The sustainability of mankind’s endeavors will require future manufacturing of materials with closed-loop lifecycles, rather than the traditional linear extract-process-consumer-dispose paradigm. In this project, investigators will develop new technologies and conceptual frameworks towards enabling a regenerative circular bioeconomy for the plastics industry. The project proposes to develop new engineered microbes that will be able to grow on a plastic produced from a petrochemical feedstock, and produce protein polymers that have properties that are appropriate for use in a wide range of consumer products. The investigators at Rensselear Polytechnic Institute will partner with Conagen, Inc. on this project. The project will generate new biotechnologies and elucidate fundamental concepts that enable upcycling of nonbiodegradable plastic waste as well as design and synthesize protein-based polymers as a sustainable solution to petroleum-based plastics. Furthermore, the investigators will establish a "Biomanufacturing of Sustainable Materials" certificate program for undergraduate students as part of the Arch Program at Rensselaer Polytechnic Institute (RPI), which will provide hands-on training in the multidisciplinary skillsets required to engage in future manufacturing for a circular economy. This training program will also connect students with off-campus work experiences which will further provide career opportunities and workforce development.

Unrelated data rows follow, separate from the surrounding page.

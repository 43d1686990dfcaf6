pub mod candidate;
pub mod clip;
pub mod contour;
pub mod point;
pub mod rotated_rect;

pub use candidate::{Candidate, DepthBuckets};
pub use clip::{CornerTriple, RectifiedClip};
pub use contour::{Contour, ContourHierarchy};
pub use point::{Point, PointI};
pub use rotated_rect::RotatedRect;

With support from 1) the Future Manufacturing Program in the Division of Molecular and Cellular Biosciences, and 2) the NSF 2026 Fund Program in the NSF Office of Integrated Activities, the team of researchers from RPI will bioengineer bacterial strains that upcycle petrochemical plastic waste into de novo designed recombinant silk fibroins (RSFs), a class of structural proteins that can potentially exhibit material properties resembling a wide range of commonly used plastics. In parallel, using experimental and computational approaches, the investigators will examine the relationships between molecular/supramolecular structure, processing methods and conditions, and thermomechanical properties in these RSFs, with particular emphasis on identifying primary sequences that are suitable for melt processing into common thermoplastic products. With their industry partner, Conagen Inc., they will explore RSF bioproduction with the engineered microbes at pilot scales to provide a key link between lab-scale research efforts and commercial-scale biomanufacturing. These combined efforts represent a multidisciplinary approach towards solving grand standing challenges in the biomanufacturing of protein-based polymers for use as sustainable plastics in a circular economy. This project addresses priorities of the Future Manufacturing Program. The project also directly addresses several of the NSF2026 Idea Machine winning entries: "a world without waste", "designing ecosystems for the future", and "repurposing, recycling, renewable energy".
This award reflects NSF's statutory mission and has been deemed worthy of support through evaluation using the Foundation's intellectual merit and broader impacts review criteria.